Premiere: 26 July 2025 at the Tanglewood Music Festival by the Boston Symphony Orchestra conducted by Andris Nelsons and with pianist Emanuel Ax
Duration: 23 minutes
Performances by the Berliner Philharmoniker:
first performed on 16 April 2026, conducted by Mirga Gražinytė-Tyla, with soloist Emanuel Ax
On 26 July 2025, the audience gave John Williams a standing ovation at the world premiere of his Piano Concerto in Tanglewood, performed by Emanuel Ax and the Boston Symphony Orchestra under Andris Nelsons. It is not the first concertante work by the five time Academy Award winner. Alongside his Hollywood career, the now 94 year old – who is often sceptical of his own film music – has written more than a dozen solo concertos, exploring sound worlds far removed from what we know from Star Wars, Harry Potter, Schindler’s List, or Indiana Jones. When the Millennium Falcon hurtles through an asteroid field or “Indy” is trapped inside a temple while searching for the Holy Grail, film audiences are hardly listening for complex counterpoint. In his atmospherically dense soundtracks, Williams relies on memorable melodies, striking rhythms, and rich harmonies. In his concert works, however, he adopts a more intricate and rugged musical language. He usually writes with a specific musician in mind – whether the harpist of the Boston Pops or international stars such as cellist Yo Yo Ma or the violinists Gil Shaham and Anne Sophie Mutter. And of course Emanuel Ax, who approached the composer about a piano concerto and told him: “If you write it, I will play it!”

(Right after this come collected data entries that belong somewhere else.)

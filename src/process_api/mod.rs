//! Answers whether the tracked application is running. [ProcessMonitor] is the seam the tracking
//! module depends on, [system::SystemProcessMonitor] is the implementation backed by the process
//! table.

pub mod system;

use anyhow::Result;

/// Intended to serve as a contract every way of detecting the target process must implement.
#[cfg_attr(test, mockall::automock)]
pub trait ProcessMonitor {
    /// Returns whether the target process is running right now. Errors mean the system couldn't be
    /// queried, which callers treat as "not running".
    fn is_running(&mut self) -> Result<bool>;
}
use std::{
    ffi::OsString,
    future::Future,
    io::ErrorKind,
    ops::Deref,
    path::{Path, PathBuf},
};

use anyhow::{Context, Result};
use fs4::tokio::AsyncFileExt;
use tokio::{
    fs::File,
    io::{AsyncReadExt, AsyncWriteExt},
};
use tracing::{debug, warn};

use super::entities::DailyUsageEntity;

/// Interface for abstracting storage of the daily usage.
pub trait UsageStorage {
    /// Reads previously saved usage. Absent or unreadable data is `None`, since the tracker can
    /// always start from zero.
    fn load(&self) -> impl Future<Output = Result<Option<DailyUsageEntity>>>;

    /// Replaces saved usage with `usage`.
    fn save(&self, usage: &DailyUsageEntity) -> impl Future<Output = Result<()>>;
}

impl<T: Deref> UsageStorage for T
where
    T::Target: UsageStorage,
{
    fn load(&self) -> impl Future<Output = Result<Option<DailyUsageEntity>>> {
        self.deref().load()
    }

    fn save(&self, usage: &DailyUsageEntity) -> impl Future<Output = Result<()>> {
        self.deref().save(usage)
    }
}

/// Keeps usage in a single JSON file.
pub struct UsageFileStorage {
    data_file: PathBuf,
}

impl UsageFileStorage {
    pub fn new(data_file: PathBuf) -> Self {
        Self { data_file }
    }

    pub fn data_file(&self) -> &Path {
        &self.data_file
    }

    fn temporary_file(&self) -> PathBuf {
        let mut name = OsString::from(self.data_file.as_os_str());
        name.push(".tmp");
        PathBuf::from(name)
    }

    async fn read_contents(path: &Path) -> std::result::Result<String, std::io::Error> {
        let mut file = File::open(path).await?;
        file.lock_shared()?;
        let mut contents = String::new();
        let result = file.read_to_string(&mut contents).await;
        file.unlock_async().await?;
        result.map(|_| contents)
    }

    async fn write_contents(path: &Path, contents: &[u8]) -> Result<()> {
        let mut file = File::create(path).await?;
        file.lock_exclusive()?;
        let result = async {
            file.write_all(contents).await?;
            file.flush().await?;
            file.sync_all().await
        }
        .await;
        file.unlock_async().await?;
        Ok(result?)
    }
}

impl UsageStorage for UsageFileStorage {
    async fn load(&self) -> Result<Option<DailyUsageEntity>> {
        let contents = match Self::read_contents(&self.data_file).await {
            Ok(v) => v,
            Err(e) if e.kind() == ErrorKind::NotFound => {
                debug!("No usage saved at {:?}", self.data_file);
                return Ok(None);
            }
            Err(e) => {
                return Err(e).with_context(|| format!("Can't read {:?}", self.data_file));
            }
        };

        match serde_json::from_str::<DailyUsageEntity>(&contents) {
            Ok(v) => Ok(Some(v)),
            Err(e) => {
                // Can happen if the process was killed in the middle of an older non-atomic write.
                warn!(
                    "Ignoring malformed usage file {:?} {:?}: {e}",
                    self.data_file, contents
                );
                Ok(None)
            }
        }
    }

    async fn save(&self, usage: &DailyUsageEntity) -> Result<()> {
        if let Some(parent) = self.data_file.parent().filter(|v| !v.as_os_str().is_empty()) {
            tokio::fs::create_dir_all(parent)
                .await
                .with_context(|| format!("Can't create data directory {parent:?}"))?;
        }

        let temporary = self.temporary_file();
        let contents = serde_json::to_vec(usage)?;
        Self::write_contents(&temporary, &contents)
            .await
            .with_context(|| format!("Can't write {temporary:?}"))?;
        tokio::fs::rename(&temporary, &self.data_file)
            .await
            .with_context(|| format!("Can't replace {:?}", self.data_file))?;

        debug!("Saved {:?} into {:?}", usage, self.data_file);
        Ok(())
    }
}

After the Scherzo for Piano and Orchestra of 2014, this is John Williams’s first piano concerto in the traditional three movement form. Each movement is dedicated to a legendary jazz pianist: Art Tatum, Bill Evans, and Oscar Peterson. This is familiar ground for the composer: Williams’s father, John Williams Sr., played percussion in the Raymond Scott Quintet, while Williams himself worked as a jazz pianist in New York clubs during his studies at the Juilliard School. Nevertheless, Williams did not want to write “a jazz piece per se”, but rather a personal homage to three artists whose characteristic sound has fascinated him for decades. As a teenager, he watched Art Tatum begin performances by striking three chords and listening to them fade before unfolding his famous, lush, Rachmaninov like sonority. Williams’s Piano Concerto likewise begins with three reflective piano chords, from which the soloist seems to improvise freely. The pianist must then assert himself against the colourful orchestra, which, with Stravinsky like rhythms, dark string sonorities, and crystalline accents, continually creates new and dramatic situations.

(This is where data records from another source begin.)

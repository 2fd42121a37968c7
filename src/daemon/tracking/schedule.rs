use chrono::{DateTime, Duration, Utc};

/// Returns true once the window has stayed in one place for at least `interval`.
pub fn should_reposition(elapsed_since_last_move: Duration, interval: Duration) -> bool {
    elapsed_since_last_move >= interval
}

/// Fires a periodic action at most once per `interval`, checked on every tick.
#[derive(Debug, Clone)]
pub struct Cadence {
    interval: Duration,
    last: Option<DateTime<Utc>>,
}

impl Cadence {
    /// Due on the first check.
    pub fn immediate(interval: Duration) -> Self {
        Self {
            interval,
            last: None,
        }
    }

    /// First due one `interval` after `start`.
    pub fn starting_at(interval: Duration, start: DateTime<Utc>) -> Self {
        Self {
            interval,
            last: Some(start),
        }
    }

    pub fn is_due(&self, now: DateTime<Utc>) -> bool {
        match self.last {
            None => true,
            // A clock moved backwards restarts the period instead of blocking it.
            Some(last) if now < last => true,
            Some(last) => now - last >= self.interval,
        }
    }

    pub fn mark(&mut self, now: DateTime<Utc>) {
        self.last = Some(now);
    }

    /// Checks and marks in one go. Returns whether the action should run now.
    pub fn poll(&mut self, now: DateTime<Utc>) -> bool {
        let due = self.is_due(now);
        if due {
            self.mark(now);
        }
        due
    }
}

The second movement begins with a contemplative viola solo that grows into a wonderfully lyrical duet with the piano – presumably a nod to dedicatee Bill Evans, the “gentle giant” of a subtle and introspective jazz style. The third movement is completely different, inspired by Oscar Peterson, perhaps the greatest jazz pianist of all time, whose massive appearance reminded the young Williams more of a football player than a keyboard virtuoso. Appropriately athletic, then, is the finale, opened by timpani: a movement propelled by surprising sonic effects, turbulent glissandi, and overflowing virtuosity toward a dazzling conclusion. After Tanglewood, Boston, and New York, Berlin is the fourth city to hear this concertante firework live.